Die Arbeitsgerichte sind für Rechtsstreitigkeiten aus allen mit dem Arbeitsverhältnis wenigstens mittelbar im Zusammenhang stehenden Schädigungen zuständig, sofern nicht der Zusammenhang ein rein äußerlicher und zufälliger ist, so unter Umständen auch für Schadenersatzansprüche nach § 1320 ABGB.

Entscheidung vom 22. September 1951, 1 Ob 632/51.

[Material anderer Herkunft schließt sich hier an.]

//! Identity resolution for the AT Protocol
//!
//! Handle-to-DID and DID-to-document resolution with configurable fallback
//! order and time-bounded caching.
//!
//! ## Quick start
//!
//! ```no_run
//! # async fn example() -> Result<(), Box<dyn std::error::Error>> {
//! use bobbin_identity::{BobbinResolver, resolver::IdentityResolver};
//! use bobbin_common::types::AtIdentifier;
//!
//! let resolver = BobbinResolver::default();
//! let ident = resolver.resolve(&AtIdentifier::new("alice.bsky.social")?).await?;
//! println!("{} is hosted at {}", ident.did, ident.pds_url);
//! # Ok(())
//! # }
//! ```
//!
//! ## Resolution order
//!
//! **Handle → DID** (configurable via [`resolver::HandleStep`]):
//! 1. DNS TXT record at `_atproto.{handle}` (if `dns` feature enabled)
//! 2. HTTPS well-known at `https://{handle}/.well-known/atproto-did`
//! 3. `com.atproto.identity.resolveHandle` on the configured resolution service
//!
//! **DID → Document**:
//! - `did:plc` from the PLC directory
//! - `did:web` from `https://{host}/.well-known/did.json` (or `{path}/did.json`)
//!
//! Both lookups are cached; see [`resolver::ResolverOptions`] for the TTLs.

#![cfg_attr(target_arch = "wasm32", allow(unused))]
pub mod cache;
pub mod resolver;

use crate::cache::TtlCache;
use crate::resolver::{
    DidDocResponse, HandleStep, IdentityError, IdentityResolver, ResolverOptions,
};
use bobbin_common::http_client::HttpClient;
use bobbin_common::types::did::did_web_to_url;
use bobbin_common::types::{Did, DidDocument, DidMethod, Handle};
use bytes::Bytes;
use http::{Method, StatusCode, header};
use serde::{Deserialize, Serialize};
use smol_str::SmolStr;
use std::sync::Arc;
use url::Url;

#[cfg(all(feature = "dns", not(target_family = "wasm")))]
use hickory_resolver::{TokioAsyncResolver, config::ResolverConfig};

/// Default resolver implementation.
///
/// Cloning is cheap and clones share the caches.
#[derive(Clone)]
pub struct BobbinResolver<C = reqwest::Client> {
    http: C,
    opts: ResolverOptions,
    did_cache: Arc<TtlCache<Did, DidDocument>>,
    handle_cache: Arc<TtlCache<Handle, Did>>,
    #[cfg(feature = "dns")]
    dns: Option<Arc<TokioAsyncResolver>>,
}

#[derive(Serialize)]
struct ResolveHandleParams<'a> {
    handle: &'a str,
}

#[derive(Deserialize)]
struct ResolveHandleOutput {
    did: SmolStr,
}

impl<C> BobbinResolver<C> {
    /// Create a resolver with all options (except DNS) up front
    pub fn new(http: C, opts: ResolverOptions) -> Self {
        #[cfg(feature = "tracing")]
        tracing::info!(
            plc_directory = %opts.plc_directory,
            handle_resolver = %opts.handle_resolver,
            validate_doc_id = opts.validate_doc_id,
            did_cache_ttl = ?opts.did_cache_ttl,
            handle_cache_ttl = ?opts.handle_cache_ttl,
            "bobbin resolver created"
        );

        Self {
            did_cache: Arc::new(TtlCache::new(opts.did_cache_ttl)),
            handle_cache: Arc::new(TtlCache::new(opts.handle_cache_ttl)),
            http,
            opts,
            #[cfg(feature = "dns")]
            dns: None,
        }
    }

    #[cfg(feature = "dns")]
    /// Add system DNS resolution for `_atproto` TXT records
    pub fn with_system_dns(mut self) -> Self {
        self.dns = Some(Arc::new(TokioAsyncResolver::tokio(
            ResolverConfig::default(),
            Default::default(),
        )));
        self
    }

    /// Enable/disable doc id validation
    pub fn with_validate_doc_id(mut self, enable: bool) -> Self {
        self.opts.validate_doc_id = enable;
        self
    }

    /// The underlying HTTP client
    pub fn http(&self) -> &C {
        &self.http
    }

    /// Drop every cached handle and DID document.
    pub fn clear_caches(&self) {
        self.did_cache.clear();
        self.handle_cache.clear();
    }

    /// Construct the HTTPS URL of a `did:web` document.
    ///
    /// - `did:web:example.com` → `https://example.com/.well-known/did.json`
    /// - `did:web:example.com:user:alice` → `https://example.com/user/alice/did.json`
    pub fn did_web_url(did: &Did) -> resolver::Result<Url> {
        let mut url = did_web_to_url(did)?;
        if url.path() == "/" {
            url.set_path("/.well-known/did.json");
        } else {
            let path = format!("{}/did.json", url.path().trim_end_matches('/'));
            url.set_path(&path);
        }
        Ok(url)
    }

    fn plc_url(&self, did: &Did) -> resolver::Result<Url> {
        // Url::join would read the `did:` prefix as a scheme.
        let base = self.opts.plc_directory.as_str().trim_end_matches('/');
        Ok(Url::parse(&format!("{base}/{did}"))?)
    }

    fn accept_did(raw: &str) -> resolver::Result<Did> {
        let did = Did::new(raw.trim())?;
        did.method()?;
        Ok(did)
    }

    fn parse_atproto_did_body(body: &str) -> resolver::Result<Did> {
        let line = body
            .lines()
            .find(|l| !l.trim().is_empty())
            .ok_or(IdentityError::InvalidWellKnown)?;
        Self::accept_did(line).map_err(|_| IdentityError::InvalidWellKnown)
    }
}

impl<C: HttpClient + Sync> BobbinResolver<C> {
    async fn get_bytes(&self, url: &Url) -> resolver::Result<(Bytes, StatusCode)> {
        let request = http::Request::builder()
            .method(Method::GET)
            .uri(url.as_str())
            .header(header::ACCEPT, "application/json")
            .body(Vec::new())?;
        let response = self
            .http
            .send_http(request)
            .await
            .map_err(IdentityError::transport)?;
        let status = response.status();
        Ok((Bytes::from(response.into_body()), status))
    }

    async fn get_text(&self, url: &Url) -> resolver::Result<String> {
        let (buf, status) = self.get_bytes(url).await?;
        if status == StatusCode::OK {
            Ok(String::from_utf8_lossy(&buf).into_owned())
        } else {
            Err(IdentityError::HttpStatus(status))
        }
    }

    #[cfg(feature = "dns")]
    async fn resolve_handle_via_dns(&self, handle: &Handle) -> resolver::Result<Did> {
        let Some(dns) = &self.dns else {
            return Err(IdentityError::HandleNotFound(handle.clone()));
        };
        let response = dns.txt_lookup(format!("_atproto.{handle}.")).await?;
        for txt in response.iter() {
            for data in txt.txt_data().iter() {
                let record = String::from_utf8_lossy(data);
                if let Some(did) = record.strip_prefix("did=") {
                    if let Ok(did) = Self::accept_did(did) {
                        return Ok(did);
                    }
                }
            }
        }
        Err(IdentityError::HandleNotFound(handle.clone()))
    }

    #[cfg(not(feature = "dns"))]
    async fn resolve_handle_via_dns(&self, handle: &Handle) -> resolver::Result<Did> {
        Err(IdentityError::HandleNotFound(handle.clone()))
    }

    async fn resolve_handle_via_well_known(&self, handle: &Handle) -> resolver::Result<Did> {
        let url = Url::parse(&format!("https://{handle}/.well-known/atproto-did"))?;
        let text = self.get_text(&url).await?;
        Self::parse_atproto_did_body(&text)
    }

    /// Resolve a handle with `com.atproto.identity.resolveHandle` on the
    /// configured resolution service.
    pub async fn resolve_handle_via_service(&self, handle: &Handle) -> resolver::Result<Did> {
        let mut url = self.opts.handle_resolver.clone();
        url.set_path("/xrpc/com.atproto.identity.resolveHandle");
        if let Ok(qs) = serde_html_form::to_string(ResolveHandleParams {
            handle: handle.as_str(),
        }) {
            url.set_query(Some(&qs));
        }
        let (buf, status) = self.get_bytes(&url).await?;
        if !status.is_success() {
            return Err(IdentityError::HttpStatus(status));
        }
        let out: ResolveHandleOutput = serde_json::from_slice(&buf)?;
        Ok(Self::accept_did(&out.did)?)
    }
}

impl<C: HttpClient + Send + Sync> IdentityResolver for BobbinResolver<C> {
    fn options(&self) -> &ResolverOptions {
        &self.opts
    }

    #[cfg_attr(feature = "tracing", tracing::instrument(level = "debug", skip(self), fields(handle = %handle)))]
    async fn resolve_handle(&self, handle: &Handle) -> resolver::Result<Did> {
        if let Some(did) = self.handle_cache.get(handle) {
            #[cfg(feature = "tracing")]
            tracing::trace!(%did, "handle cache hit");
            return Ok(did);
        }

        let mut last_err = None;
        for step in &self.opts.handle_order {
            let attempt = match step {
                HandleStep::DnsTxt => self.resolve_handle_via_dns(handle).await,
                HandleStep::HttpsWellKnown => self.resolve_handle_via_well_known(handle).await,
                HandleStep::ResolutionService => self.resolve_handle_via_service(handle).await,
            };
            match attempt {
                Ok(did) => {
                    self.handle_cache.set(handle.clone(), did.clone());
                    return Ok(did);
                }
                Err(e) => {
                    #[cfg(feature = "tracing")]
                    tracing::debug!(?step, error = %e, "handle resolution step failed");
                    last_err = Some(e);
                }
            }
        }

        // A network failure is surfaced as-is so the caller can retry.
        match last_err {
            Some(e) if e.is_transient() => Err(e),
            _ => Err(IdentityError::HandleNotFound(handle.clone())),
        }
    }

    #[cfg_attr(feature = "tracing", tracing::instrument(level = "debug", skip(self), fields(did = %did)))]
    async fn resolve_did_doc(&self, did: &Did) -> resolver::Result<DidDocument> {
        if let Some(doc) = self.did_cache.get(did) {
            #[cfg(feature = "tracing")]
            tracing::trace!("DID document cache hit");
            return Ok(doc);
        }

        let url = match did.method()? {
            DidMethod::Plc => self.plc_url(did)?,
            DidMethod::Web => Self::did_web_url(did)?,
        };
        let (buffer, status) = self.get_bytes(&url).await?;
        let response = DidDocResponse {
            buffer,
            status,
            requested: Some(did.clone()),
        };
        let doc = if self.opts.validate_doc_id {
            response.parse_validated()?
        } else {
            response.parse()?
        };
        self.did_cache.set(did.clone(), doc.clone());
        Ok(doc)
    }
}

impl<C: HttpClient + Sync> HttpClient for BobbinResolver<C> {
    type Error = C::Error;

    async fn send_http(
        &self,
        request: http::Request<Vec<u8>>,
    ) -> core::result::Result<http::Response<Vec<u8>>, Self::Error> {
        self.http.send_http(request).await
    }
}

impl Default for BobbinResolver {
    /// Build a resolver with a reqwest client, default options, and system
    /// DNS if compiled with the `dns` feature.
    fn default() -> Self {
        let resolver = BobbinResolver::new(reqwest::Client::new(), ResolverOptions::default());
        #[cfg(feature = "dns")]
        let resolver = resolver.with_system_dns();
        resolver
    }
}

I. Instanz: Bezirksgericht Gloggnitz; II. Instanz: Kreisgericht Wiener Neustadt.

Text

Das Erstgericht hat der Schadenersatzklage mit Urteil vom 19. Mai 1951 stattgegeben.

Das Berufungsgericht hat mit dem angefochtenen Beschluß der Berufung der beklagten Partei Folge gegeben, das erstgerichtliche Urteil und das vorangegangene Verfahren als nichtig aufgehoben, die Klage wegen Unzuständigkeit des Erstgerichtes zurückgewiesen und in der Begründung ausgeführt, der Kläger sei zur kritischen Zeit bei der beklagten Partei noch beschäftigt gewesen und während seiner Dienstleistung vom Hund der beklagten Partei, der Wachhund im Fabrikhofe sei, gebissen worden; der Kläger stützte sein Begehren auf Leistung eines Schadenersatzes auf § 1320 ABGB.; zwischen dem Dienstverhältnis und dem Tierschaden bestehe ein Zusammenhang und sei daher das Arbeitsgericht gemäß § 1 ArbGerG. unter Ausschluß der ordentlichen Gerichte zuständig.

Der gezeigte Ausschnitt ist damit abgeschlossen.